The church did have an elaborate video system in place, so Karre says they were able to live-stream the wedding ceremony on YouTube so all of the guests they had once invited – and then had to tell they could not come – could still see the ceremony.
The couple had cancelled their reservation of the 250 person capacity venue for the reception, and are still in negotiations to get their reservation fee refunded.
Instead, the couple had found a restaurant in Hudson, Wisconsin, that was open (ones in Minnesota were all shut down) and family members and close friends went there for an after-the-wedding dinner.
Socially distanced at separate tables, of course.
“There wasn’t any wedding dance, at the restaurant, of course,” Karre says. “But we did have our first dance as a married couple right after the ceremony.”
The wedding party and guests went outside onto a patio area of the church, and using a smart phone and portable speaker, Justin and Karre had their first dance.
Their original photographer had already backed out due to COVID concerns, and a second one lined up for the Dec. 12 date had felt that would work because restrictions might be lifted by then, but they also backed out when they were not lifted. They wanted to take photos of everyone in masks and six feet apart.
“We hired a third photographer just days before the wedding,” Karre says. “They were comfortable attending and taking the photos for us, and they turned out great.”
All the photos were taken outside, which worked well for social distancing despite it being a bit chilly.
There was another issue, although not quite a major one.
“We had ordered 77 boxes of succulents to use as the center pieces at the reception,” Karre explains. “We hauled them to the church and used some there, and had signs on them that said ‘take me,’ and let everyone take as many as they wanted.”
Karre calls the whole ordeal “The Saga.”
“It was stressful,” she says. “Having no idea all summer if we were going to be able to have the wedding or not.

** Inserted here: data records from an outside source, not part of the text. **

use crate::todo::{NoteSource, content_hash};
use anyhow::{Context, Result, bail};
use serde::{Deserialize, Serialize};
use std::fs;
use std::path::{Path, PathBuf};

/// A plain-text note as kept in the notes file
#[derive(Debug, Clone, PartialEq, Eq, Serialize, Deserialize)]
pub struct Note {
    pub id: i64,
    #[serde(default)]
    pub title: String,
    #[serde(default)]
    pub content: String,
}

/// All notes, in file order
#[derive(Debug, Clone, Default, PartialEq, Eq, Serialize, Deserialize)]
pub struct Notes {
    #[serde(default)]
    pub notes: Vec<Note>,
}

impl Notes {
    pub fn find(&self, id: i64) -> Option<&Note> {
        self.notes.iter().find(|n| n.id == id)
    }

    /// Borrow every note as batch-parser input
    pub fn sources(&self) -> Vec<NoteSource<'_>> {
        self.notes
            .iter()
            .map(|n| NoteSource::new(Some(n.id), &n.content))
            .collect()
    }

    /// Replace one line of a note
    ///
    /// # Arguments
    /// * `note_id` - Note to edit
    /// * `hash` - Content hash of the line to replace
    /// * `new_line` - Replacement text
    ///
    /// # Returns
    /// An error if the note does not exist or no line has the given hash.
    /// Only the first matching line is replaced.
    pub fn replace_line(&mut self, note_id: i64, hash: i32, new_line: &str) -> Result<()> {
        let note = match self.notes.iter_mut().find(|n| n.id == note_id) {
            Some(n) => n,
            None => bail!("Note {} does not exist", note_id),
        };

        // split on '\n' only so each line keeps its own '\r'
        let mut lines: Vec<String> = note.content.split('\n').map(str::to_string).collect();
        let position = match lines
            .iter()
            .position(|l| content_hash(l.strip_suffix('\r').unwrap_or(l.as_str())) == hash)
        {
            Some(p) => p,
            None => bail!("Note {} has no line with hash {}", note_id, hash),
        };
        let ending = if lines[position].ends_with('\r') { "\r" } else { "" };
        lines[position] = format!("{}{}", new_line, ending);

        note.content = lines.join("\n");
        Ok(())
    }
}

/// TOML file holding the notes
pub struct NoteStore {
    file_path: PathBuf,
}

impl NoteStore {
    pub fn new(file_path: impl AsRef<Path>) -> Self {
        Self {
            file_path: file_path.as_ref().to_path_buf(),
        }
    }

    pub fn load(&self) -> Result<Notes> {
        if !self.file_path.exists() {
            return Ok(Notes::default());
        }

        let content = fs::read_to_string(&self.file_path)
            .with_context(|| format!("Failed to read notes file {}", self.file_path.display()))?;
        let notes: Notes = toml::from_str(&content)
            .with_context(|| format!("Failed to parse notes file {}", self.file_path.display()))?;
        Ok(notes)
    }

    pub fn save(&self, notes: &Notes) -> Result<()> {
        let content = toml::to_string_pretty(notes)?;
        fs::write(&self.file_path, content)?;
        Ok(())
    }
}

#[cfg(test)]
mod tests {
    use super::*;
    use tempfile::NamedTempFile;

    fn sample() -> Notes {
        Notes {
            notes: vec![Note {
                id: 7,
                title: "Chores".to_string(),
                content: "Buy milk\n(A) Pay rent due:2024-01-01\n".to_string(),
            }],
        }
    }

    // ファイルが存在しない場合は空のノート一覧を返すことを確認
    #[test]
    fn test_load_missing_file() {
        let store = NoteStore::new("/nonexistent/notes.toml");
        assert!(store.load().unwrap().notes.is_empty());
    }

    // 保存と再読み込みのテスト
    #[test]
    fn test_save_and_load() {
        let temp_file = NamedTempFile::new().unwrap();
        let store = NoteStore::new(temp_file.path());
        store.save(&sample()).unwrap();

        let loaded = store.load().unwrap();
        assert_eq!(loaded, sample());
    }

    // 行の置き換えテスト
    #[test]
    fn test_replace_line() {
        let mut notes = sample();
        let hash = content_hash("Buy milk");
        notes.replace_line(7, hash, "x Buy milk ").unwrap();
        assert_eq!(
            notes.find(7).unwrap().content,
            "x Buy milk \n(A) Pay rent due:2024-01-01\n"
        );
    }

    // CRLF改行のノートで他の行の改行が保持されることを確認
    #[test]
    fn test_replace_line_keeps_crlf() {
        let mut notes = Notes {
            notes: vec![Note {
                id: 1,
                title: String::new(),
                content: "Buy milk\r\nWalk dog\r\nCall mom\r\n".to_string(),
            }],
        };
        notes.replace_line(1, content_hash("Walk dog"), "x Walk dog ").unwrap();
        assert_eq!(
            notes.find(1).unwrap().content,
            "Buy milk\r\nx Walk dog \r\nCall mom\r\n"
        );
    }

    // 存在しないノート・行の置き換えエラーテスト
    #[test]
    fn test_replace_line_errors() {
        let mut notes = sample();
        assert!(notes.replace_line(99, content_hash("Buy milk"), "x").is_err());
        assert!(notes.replace_line(7, content_hash("Buy bread"), "x").is_err());
    }
}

And having the rules go from 50 percent capacity to 25 percent to 0 percent. Having our wedding reception go from 220 down to not having one at all.”
They also had to try and stay healthy and not get the coronavirus.
“We stayed totally quarantined those last two weeks before the wedding,” she says. “Both Justin and I were already working from home since the end of last March, so it was possible with our jobs. We just didn’t dare risk it, what if we get COVID? Oh my gosh, that would have been the last straw.”
The couple lives in St. Paul, where Karre is a district administrative coordinator for Robert Half Companies, a specialist staffing agency based in Minneapolis, and Justin is a software engineer for a startup company called 75F which is based in Bloomington.
As far as a honeymoon trip after the wedding, well that was a bit different, too.
“Our original honeymoon was going to be in May after the first date for our wedding,” Karre explains. “We decided to still take that trip, down the coast in California, in September, and just called it a trip because it was before the wedding. We might still do a “honeymoon” sometime later this year.”
Even after all the stress, anxiety and frustration, Karre says it all turned out just fine.
“It was good, it turned out quite nice,” she says. “It was a small, intimate, wonderful wedding. But, I am glad the saga is over and we can be done with it.”